▶ [WHAT IS EXPECTED] Provide only the number of lines in the data below that contain the word "DbMigrateArgs".

▶ [Saved entries]
+++

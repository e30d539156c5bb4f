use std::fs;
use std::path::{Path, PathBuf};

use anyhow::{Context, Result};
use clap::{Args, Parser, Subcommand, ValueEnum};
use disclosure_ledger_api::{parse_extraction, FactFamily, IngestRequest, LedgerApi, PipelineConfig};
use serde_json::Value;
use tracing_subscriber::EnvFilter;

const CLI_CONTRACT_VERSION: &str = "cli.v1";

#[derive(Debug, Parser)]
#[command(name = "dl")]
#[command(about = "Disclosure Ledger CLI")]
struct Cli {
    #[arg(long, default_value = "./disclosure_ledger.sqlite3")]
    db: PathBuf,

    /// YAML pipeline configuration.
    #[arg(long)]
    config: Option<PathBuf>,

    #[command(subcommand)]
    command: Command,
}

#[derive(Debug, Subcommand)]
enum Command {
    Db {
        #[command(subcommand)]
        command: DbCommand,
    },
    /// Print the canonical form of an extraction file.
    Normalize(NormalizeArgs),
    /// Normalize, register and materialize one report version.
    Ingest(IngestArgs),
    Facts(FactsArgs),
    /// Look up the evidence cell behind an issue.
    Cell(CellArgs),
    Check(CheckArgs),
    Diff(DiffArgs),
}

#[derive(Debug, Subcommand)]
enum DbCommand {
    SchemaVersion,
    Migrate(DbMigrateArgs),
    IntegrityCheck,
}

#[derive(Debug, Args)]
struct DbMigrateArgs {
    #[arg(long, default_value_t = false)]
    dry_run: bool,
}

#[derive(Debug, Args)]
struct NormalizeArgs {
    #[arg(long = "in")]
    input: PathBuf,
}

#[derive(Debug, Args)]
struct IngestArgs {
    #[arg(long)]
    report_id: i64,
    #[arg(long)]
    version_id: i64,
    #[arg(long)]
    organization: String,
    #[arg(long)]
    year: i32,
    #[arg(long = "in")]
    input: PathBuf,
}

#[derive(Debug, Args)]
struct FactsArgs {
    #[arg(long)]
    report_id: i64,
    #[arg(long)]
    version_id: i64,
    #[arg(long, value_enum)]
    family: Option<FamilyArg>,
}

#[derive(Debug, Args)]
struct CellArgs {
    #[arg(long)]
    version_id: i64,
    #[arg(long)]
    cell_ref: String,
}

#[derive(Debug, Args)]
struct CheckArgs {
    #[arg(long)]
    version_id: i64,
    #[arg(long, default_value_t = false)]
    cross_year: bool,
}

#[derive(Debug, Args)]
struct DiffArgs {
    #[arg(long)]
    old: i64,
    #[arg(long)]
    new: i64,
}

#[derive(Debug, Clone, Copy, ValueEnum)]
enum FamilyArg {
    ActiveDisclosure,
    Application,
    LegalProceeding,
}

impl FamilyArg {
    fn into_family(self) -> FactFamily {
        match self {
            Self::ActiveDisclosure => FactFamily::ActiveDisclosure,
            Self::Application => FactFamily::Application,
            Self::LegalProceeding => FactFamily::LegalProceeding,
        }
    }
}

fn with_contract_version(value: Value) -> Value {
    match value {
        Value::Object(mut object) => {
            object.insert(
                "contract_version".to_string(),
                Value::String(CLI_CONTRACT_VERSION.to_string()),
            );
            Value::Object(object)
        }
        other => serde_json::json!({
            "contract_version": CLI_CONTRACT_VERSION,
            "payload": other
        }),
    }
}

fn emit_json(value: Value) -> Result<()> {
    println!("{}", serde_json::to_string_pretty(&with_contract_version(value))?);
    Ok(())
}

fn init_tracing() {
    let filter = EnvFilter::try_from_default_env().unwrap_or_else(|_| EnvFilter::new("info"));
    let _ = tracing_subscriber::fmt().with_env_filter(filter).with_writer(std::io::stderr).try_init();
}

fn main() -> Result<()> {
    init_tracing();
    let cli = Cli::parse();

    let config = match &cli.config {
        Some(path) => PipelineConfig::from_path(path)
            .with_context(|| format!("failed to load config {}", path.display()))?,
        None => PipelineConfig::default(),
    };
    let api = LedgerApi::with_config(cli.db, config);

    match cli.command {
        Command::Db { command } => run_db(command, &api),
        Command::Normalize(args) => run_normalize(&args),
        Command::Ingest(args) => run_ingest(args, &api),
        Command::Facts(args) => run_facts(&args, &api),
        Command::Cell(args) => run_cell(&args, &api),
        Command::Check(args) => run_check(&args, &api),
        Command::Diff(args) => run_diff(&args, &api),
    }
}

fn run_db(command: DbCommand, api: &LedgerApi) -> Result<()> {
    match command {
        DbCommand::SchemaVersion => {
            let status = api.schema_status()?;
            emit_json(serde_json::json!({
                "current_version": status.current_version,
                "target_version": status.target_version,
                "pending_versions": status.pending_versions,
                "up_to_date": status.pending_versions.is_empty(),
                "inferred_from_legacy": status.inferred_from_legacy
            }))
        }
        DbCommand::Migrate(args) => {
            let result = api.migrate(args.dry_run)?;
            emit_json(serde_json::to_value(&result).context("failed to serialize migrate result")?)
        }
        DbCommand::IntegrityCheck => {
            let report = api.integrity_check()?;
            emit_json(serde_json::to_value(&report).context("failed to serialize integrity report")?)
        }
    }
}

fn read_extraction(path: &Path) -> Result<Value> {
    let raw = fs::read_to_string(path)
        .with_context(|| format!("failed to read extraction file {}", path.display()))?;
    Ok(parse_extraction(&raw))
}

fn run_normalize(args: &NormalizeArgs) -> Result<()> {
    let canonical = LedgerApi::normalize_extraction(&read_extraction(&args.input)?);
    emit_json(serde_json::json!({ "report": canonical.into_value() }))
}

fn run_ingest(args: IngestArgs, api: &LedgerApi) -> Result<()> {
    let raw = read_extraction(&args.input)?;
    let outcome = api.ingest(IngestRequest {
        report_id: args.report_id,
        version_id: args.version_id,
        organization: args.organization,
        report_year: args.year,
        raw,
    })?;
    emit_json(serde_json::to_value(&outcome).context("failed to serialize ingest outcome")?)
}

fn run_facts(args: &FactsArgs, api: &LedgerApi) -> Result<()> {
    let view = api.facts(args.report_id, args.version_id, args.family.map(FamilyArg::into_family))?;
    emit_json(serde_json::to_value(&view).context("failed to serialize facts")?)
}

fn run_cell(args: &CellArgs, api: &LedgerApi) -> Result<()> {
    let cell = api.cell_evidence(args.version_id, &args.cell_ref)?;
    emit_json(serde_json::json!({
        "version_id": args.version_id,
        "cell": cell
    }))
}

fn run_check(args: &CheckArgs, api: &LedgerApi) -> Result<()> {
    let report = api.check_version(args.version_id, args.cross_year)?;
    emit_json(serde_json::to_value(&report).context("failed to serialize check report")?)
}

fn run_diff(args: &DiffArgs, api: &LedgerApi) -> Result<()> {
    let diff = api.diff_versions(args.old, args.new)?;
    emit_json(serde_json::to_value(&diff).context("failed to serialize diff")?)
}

+++

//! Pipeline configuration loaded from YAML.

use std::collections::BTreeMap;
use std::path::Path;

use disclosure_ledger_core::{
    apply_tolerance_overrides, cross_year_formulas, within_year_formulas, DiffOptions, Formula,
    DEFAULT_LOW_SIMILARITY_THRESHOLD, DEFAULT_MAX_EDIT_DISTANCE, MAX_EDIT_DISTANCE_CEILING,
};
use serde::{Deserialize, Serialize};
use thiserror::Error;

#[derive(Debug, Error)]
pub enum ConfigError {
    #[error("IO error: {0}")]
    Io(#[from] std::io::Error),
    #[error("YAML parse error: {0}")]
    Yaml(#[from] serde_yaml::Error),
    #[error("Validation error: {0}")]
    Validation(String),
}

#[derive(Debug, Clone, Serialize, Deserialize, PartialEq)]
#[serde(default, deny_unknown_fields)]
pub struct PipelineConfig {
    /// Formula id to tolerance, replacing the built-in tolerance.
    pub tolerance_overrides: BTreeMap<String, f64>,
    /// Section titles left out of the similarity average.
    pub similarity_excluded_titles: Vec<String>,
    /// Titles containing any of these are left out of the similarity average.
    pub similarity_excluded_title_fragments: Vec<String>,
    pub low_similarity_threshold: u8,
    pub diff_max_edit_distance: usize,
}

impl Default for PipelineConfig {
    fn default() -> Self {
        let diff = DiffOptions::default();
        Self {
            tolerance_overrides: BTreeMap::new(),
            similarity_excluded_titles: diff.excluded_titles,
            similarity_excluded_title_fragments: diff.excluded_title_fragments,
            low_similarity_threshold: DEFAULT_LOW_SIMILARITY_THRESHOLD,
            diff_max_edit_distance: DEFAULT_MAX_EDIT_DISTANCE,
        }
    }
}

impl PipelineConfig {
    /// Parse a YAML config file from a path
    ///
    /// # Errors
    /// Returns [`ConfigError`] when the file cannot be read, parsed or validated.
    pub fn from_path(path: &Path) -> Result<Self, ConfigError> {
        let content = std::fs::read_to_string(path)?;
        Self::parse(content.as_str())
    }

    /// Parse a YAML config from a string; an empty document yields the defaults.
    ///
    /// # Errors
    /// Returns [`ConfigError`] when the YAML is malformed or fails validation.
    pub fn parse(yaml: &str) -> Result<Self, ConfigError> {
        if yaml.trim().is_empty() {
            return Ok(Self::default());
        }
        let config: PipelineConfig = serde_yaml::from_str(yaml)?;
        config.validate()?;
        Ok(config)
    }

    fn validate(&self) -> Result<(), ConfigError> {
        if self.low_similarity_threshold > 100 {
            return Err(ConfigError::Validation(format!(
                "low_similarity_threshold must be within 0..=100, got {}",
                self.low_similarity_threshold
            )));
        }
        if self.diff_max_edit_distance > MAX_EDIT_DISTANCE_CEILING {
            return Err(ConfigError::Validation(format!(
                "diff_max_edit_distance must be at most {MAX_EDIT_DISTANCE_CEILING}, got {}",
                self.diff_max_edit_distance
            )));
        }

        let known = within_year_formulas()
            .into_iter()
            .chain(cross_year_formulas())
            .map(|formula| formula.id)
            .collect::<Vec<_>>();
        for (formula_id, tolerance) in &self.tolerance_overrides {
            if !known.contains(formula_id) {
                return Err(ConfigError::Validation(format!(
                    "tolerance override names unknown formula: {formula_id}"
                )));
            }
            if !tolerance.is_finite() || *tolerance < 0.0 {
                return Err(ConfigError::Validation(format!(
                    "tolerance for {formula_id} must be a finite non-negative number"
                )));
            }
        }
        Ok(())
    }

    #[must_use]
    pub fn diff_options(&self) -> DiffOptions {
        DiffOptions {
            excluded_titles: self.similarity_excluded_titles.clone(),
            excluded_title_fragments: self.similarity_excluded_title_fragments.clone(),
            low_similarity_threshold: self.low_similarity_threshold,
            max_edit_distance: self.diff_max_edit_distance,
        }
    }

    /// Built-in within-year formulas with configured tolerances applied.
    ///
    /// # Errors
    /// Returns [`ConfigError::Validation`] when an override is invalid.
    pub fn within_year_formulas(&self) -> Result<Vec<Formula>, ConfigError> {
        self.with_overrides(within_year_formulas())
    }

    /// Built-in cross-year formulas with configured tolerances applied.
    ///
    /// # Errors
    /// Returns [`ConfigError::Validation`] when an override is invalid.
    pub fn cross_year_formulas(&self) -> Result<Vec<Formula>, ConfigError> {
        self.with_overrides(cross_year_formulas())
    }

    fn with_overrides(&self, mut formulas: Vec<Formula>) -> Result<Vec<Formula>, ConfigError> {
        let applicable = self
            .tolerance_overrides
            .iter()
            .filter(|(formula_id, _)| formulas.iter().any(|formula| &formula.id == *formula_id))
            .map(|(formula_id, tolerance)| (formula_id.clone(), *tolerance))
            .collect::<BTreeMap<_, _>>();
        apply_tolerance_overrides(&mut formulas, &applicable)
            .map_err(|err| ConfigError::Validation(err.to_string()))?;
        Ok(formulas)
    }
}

+++

▶ [ANSWER SECTION] 2